Canadian Prime Minister Mark Carney gave a speech at the World Economic Forum in the Swiss city of Davos. We offer you its full text.
“It is a pleasure – and a duty – to be with you at this turning point for Canada and for the world.
Today I will speak about the rupture in the world order, the end of a beautiful story and the beginning of a brutal reality, where geopolitics among great powers is subject to no constraints.
But I also declare to you that other countries, especially middle powers like Canada, are not powerless. They have the capacity to build a new order that embodies our values, such as respect for human rights, sustainable development, solidarity, sovereignty and territorial integrity of states.
The strength of the weaker begins with honesty.

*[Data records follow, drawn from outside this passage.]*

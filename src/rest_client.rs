use crate::errors::MigrationError;
use crate::models::{ClientProfileRow, CLIENT_PROFILES_TABLE, USERS_TABLE};
use crate::sink::{InsertOutcome, ProfileSink};
use async_trait::async_trait;
use reqwest::StatusCode;
use serde::Deserialize;
use std::time::Duration;
use uuid::Uuid;

const DUPLICATE_KEY_MESSAGE: &str = "duplicate key value violates unique constraint";

/// Profile storage over the hosted backend's REST (PostgREST) API.
#[derive(Clone)]
pub struct RestProfileStore {
    client: reqwest::Client,
    base_url: String,
    service_key: String,
}

#[derive(Debug, Deserialize)]
struct UserIdRow {
    id: Uuid,
}

/// Error body returned by PostgREST.
#[derive(Debug, Default, Deserialize)]
struct PostgrestError {
    #[serde(default)]
    code: Option<String>,
    #[serde(default)]
    message: Option<String>,
}

impl PostgrestError {
    fn is_duplicate_key(&self) -> bool {
        self.code.as_deref() == Some("23505")
            || self
                .message
                .as_deref()
                .is_some_and(|m| m.contains(DUPLICATE_KEY_MESSAGE))
    }
}

impl RestProfileStore {
    /// Creates a new `RestProfileStore`.
    ///
    /// # Arguments
    ///
    /// * `base_url` - Project URL of the hosted backend, without the `/rest/v1` suffix.
    /// * `service_key` - Service key sent as both `apikey` and bearer token.
    /// * `timeout` - Per-request timeout.
    pub fn new(
        base_url: String,
        service_key: String,
        timeout: Duration,
    ) -> Result<Self, MigrationError> {
        let client = reqwest::Client::builder()
            .timeout(timeout)
            .build()
            .map_err(|e| MigrationError::Backend(format!("Failed to create REST client: {}", e)))?;

        Ok(Self {
            client,
            base_url: base_url.trim_end_matches('/').to_string(),
            service_key,
        })
    }

    fn table_url(&self, table: &str) -> String {
        format!("{}/rest/v1/{}", self.base_url, table)
    }

    fn authorized(&self, request: reqwest::RequestBuilder) -> reqwest::RequestBuilder {
        request
            .header("apikey", &self.service_key)
            .header("Authorization", format!("Bearer {}", self.service_key))
    }
}

#[async_trait]
impl ProfileSink for RestProfileStore {
    async fn find_user_id(&self, email: &str) -> Result<Option<Uuid>, MigrationError> {
        // Build URL with proper parameter encoding, emails may contain '+'
        let url = reqwest::Url::parse_with_params(
            &self.table_url(USERS_TABLE),
            &[
                ("select", "id".to_string()),
                ("email", format!("eq.{}", email)),
                ("limit", "1".to_string()),
            ],
        )
        .map_err(|e| MigrationError::Backend(format!("Failed to build URL: {}", e)))?;

        tracing::debug!("Looking up user by email: {}", email);

        let response = self
            .authorized(self.client.get(url))
            .send()
            .await
            .map_err(|e| MigrationError::Backend(format!("User lookup request failed: {}", e)))?;

        if !response.status().is_success() {
            let status = response.status();
            let error_text = response
                .text()
                .await
                .unwrap_or_else(|_| "Unknown error".to_string());
            return Err(MigrationError::Backend(format!(
                "User lookup returned {}: {}",
                status, error_text
            )));
        }

        let rows: Vec<UserIdRow> = response.json().await.map_err(|e| {
            MigrationError::Backend(format!("Failed to parse user lookup response: {}", e))
        })?;

        Ok(rows.into_iter().next().map(|row| row.id))
    }

    async fn insert_profile(
        &self,
        row: &ClientProfileRow,
    ) -> Result<InsertOutcome, MigrationError> {
        let url = self.table_url(CLIENT_PROFILES_TABLE);

        let response = self
            .authorized(self.client.post(&url))
            .header("Prefer", "return=representation")
            .json(row)
            .send()
            .await
            .map_err(|e| MigrationError::Backend(format!("Profile insert request failed: {}", e)))?;

        let status = response.status();
        if !status.is_success() {
            let error_text = response
                .text()
                .await
                .unwrap_or_else(|_| "Unknown error".to_string());

            if status == StatusCode::CONFLICT {
                let body: PostgrestError = serde_json::from_str(&error_text).unwrap_or_default();
                if body.is_duplicate_key() || error_text.contains(DUPLICATE_KEY_MESSAGE) {
                    tracing::debug!("client_profiles already has a row for user {}", row.user_id);
                    return Ok(InsertOutcome::AlreadyExists);
                }
            }

            return Err(MigrationError::Backend(format!(
                "Profile insert returned {}: {}",
                status, error_text
            )));
        }

        let inserted: Vec<serde_json::Value> = response.json().await.map_err(|e| {
            MigrationError::Backend(format!("Failed to parse profile insert response: {}", e))
        })?;

        if inserted.is_empty() {
            Ok(InsertOutcome::NoDataReturned)
        } else {
            Ok(InsertOutcome::Inserted)
        }
    }
}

Every day we are reminded that we live in an era of great power rivalry. That the rules-based order is fading. That the strong do what they can and the weak suffer, which is normal.
This aphorism of Thucydides is presented as inevitable - the natural logic of international relations is reasserting itself. And faced with this logic, there is a strong tendency for countries to understand each other. To adapt. To... To avoid problems. Let's hope that following the rules will buy us safety.
So what are our options?
In 1978, the Czech dissident Vaclav Havel wrote an essay called "The Power of the Powerless." In it, he asked a simple question: how did the communist system survive?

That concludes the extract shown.